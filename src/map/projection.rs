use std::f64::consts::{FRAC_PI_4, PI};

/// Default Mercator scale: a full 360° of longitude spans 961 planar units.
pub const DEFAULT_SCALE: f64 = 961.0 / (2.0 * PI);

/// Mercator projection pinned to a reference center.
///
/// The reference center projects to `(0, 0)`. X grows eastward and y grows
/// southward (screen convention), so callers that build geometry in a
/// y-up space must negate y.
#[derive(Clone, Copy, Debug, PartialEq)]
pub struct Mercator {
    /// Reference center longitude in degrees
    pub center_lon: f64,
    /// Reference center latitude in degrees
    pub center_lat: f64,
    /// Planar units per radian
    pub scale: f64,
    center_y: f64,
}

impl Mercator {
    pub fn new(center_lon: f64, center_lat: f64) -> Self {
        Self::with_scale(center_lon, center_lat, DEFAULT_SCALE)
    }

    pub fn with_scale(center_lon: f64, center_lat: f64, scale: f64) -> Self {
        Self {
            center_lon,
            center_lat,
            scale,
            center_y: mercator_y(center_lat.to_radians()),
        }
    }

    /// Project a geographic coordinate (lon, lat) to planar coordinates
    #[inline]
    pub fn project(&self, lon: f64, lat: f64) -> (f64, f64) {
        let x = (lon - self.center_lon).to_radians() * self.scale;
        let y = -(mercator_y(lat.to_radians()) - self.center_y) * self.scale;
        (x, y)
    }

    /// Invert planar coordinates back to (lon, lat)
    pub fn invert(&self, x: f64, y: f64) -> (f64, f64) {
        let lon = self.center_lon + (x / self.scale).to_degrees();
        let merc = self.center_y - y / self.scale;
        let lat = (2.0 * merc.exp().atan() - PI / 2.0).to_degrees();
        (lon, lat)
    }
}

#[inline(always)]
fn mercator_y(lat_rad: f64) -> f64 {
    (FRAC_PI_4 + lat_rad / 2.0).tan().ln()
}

---

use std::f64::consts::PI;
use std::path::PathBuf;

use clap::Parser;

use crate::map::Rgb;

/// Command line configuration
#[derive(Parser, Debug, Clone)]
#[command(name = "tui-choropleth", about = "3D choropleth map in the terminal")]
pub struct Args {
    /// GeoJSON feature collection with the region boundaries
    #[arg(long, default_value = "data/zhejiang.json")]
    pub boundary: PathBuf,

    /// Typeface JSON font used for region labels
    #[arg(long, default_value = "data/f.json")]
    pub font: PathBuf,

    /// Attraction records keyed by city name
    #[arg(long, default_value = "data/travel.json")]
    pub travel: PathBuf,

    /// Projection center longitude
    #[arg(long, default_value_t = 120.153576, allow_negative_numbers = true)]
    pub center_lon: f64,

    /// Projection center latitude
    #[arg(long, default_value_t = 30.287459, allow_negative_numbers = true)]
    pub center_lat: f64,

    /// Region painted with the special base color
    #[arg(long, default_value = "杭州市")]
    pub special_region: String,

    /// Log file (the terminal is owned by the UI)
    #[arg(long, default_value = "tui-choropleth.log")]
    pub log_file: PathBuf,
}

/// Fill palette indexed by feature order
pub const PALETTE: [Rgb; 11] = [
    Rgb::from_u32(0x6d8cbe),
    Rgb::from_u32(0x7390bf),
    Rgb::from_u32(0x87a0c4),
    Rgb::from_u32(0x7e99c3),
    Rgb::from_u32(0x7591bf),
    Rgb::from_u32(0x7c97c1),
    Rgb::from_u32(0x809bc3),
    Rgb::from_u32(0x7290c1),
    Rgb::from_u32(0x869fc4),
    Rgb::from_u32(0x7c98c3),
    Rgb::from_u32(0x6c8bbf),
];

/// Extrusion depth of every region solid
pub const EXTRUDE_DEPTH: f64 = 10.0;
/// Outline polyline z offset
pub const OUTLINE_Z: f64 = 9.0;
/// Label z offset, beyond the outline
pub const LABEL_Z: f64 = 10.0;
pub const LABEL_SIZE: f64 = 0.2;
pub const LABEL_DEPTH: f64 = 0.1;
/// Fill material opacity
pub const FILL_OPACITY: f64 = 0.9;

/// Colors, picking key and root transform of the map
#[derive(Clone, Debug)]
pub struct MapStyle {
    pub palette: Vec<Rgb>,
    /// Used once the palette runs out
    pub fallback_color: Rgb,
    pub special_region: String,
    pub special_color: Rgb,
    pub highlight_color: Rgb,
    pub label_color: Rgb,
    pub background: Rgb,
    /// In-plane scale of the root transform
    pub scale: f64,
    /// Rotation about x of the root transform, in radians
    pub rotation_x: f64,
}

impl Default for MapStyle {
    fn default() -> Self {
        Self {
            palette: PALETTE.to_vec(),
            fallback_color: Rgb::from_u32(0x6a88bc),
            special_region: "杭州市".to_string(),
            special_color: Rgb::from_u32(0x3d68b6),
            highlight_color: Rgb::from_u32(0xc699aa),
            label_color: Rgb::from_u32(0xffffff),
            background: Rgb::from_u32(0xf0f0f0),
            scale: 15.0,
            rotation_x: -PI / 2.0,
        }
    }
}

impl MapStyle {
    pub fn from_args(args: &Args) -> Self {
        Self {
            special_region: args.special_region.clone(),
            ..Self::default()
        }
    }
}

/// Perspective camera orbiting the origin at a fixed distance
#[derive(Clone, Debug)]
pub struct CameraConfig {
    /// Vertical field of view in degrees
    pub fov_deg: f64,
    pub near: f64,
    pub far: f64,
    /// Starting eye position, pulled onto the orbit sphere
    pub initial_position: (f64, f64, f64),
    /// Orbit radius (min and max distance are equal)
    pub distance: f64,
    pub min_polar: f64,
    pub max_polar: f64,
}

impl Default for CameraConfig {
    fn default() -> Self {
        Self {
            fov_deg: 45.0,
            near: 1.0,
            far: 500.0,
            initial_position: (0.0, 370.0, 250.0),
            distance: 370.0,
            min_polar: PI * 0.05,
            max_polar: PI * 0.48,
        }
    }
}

EXERCISE => Where a line above contains the word "CameraConfig", show that line.

EXERCISE RESULT =>
pub struct CameraConfig {
impl Default for CameraConfig {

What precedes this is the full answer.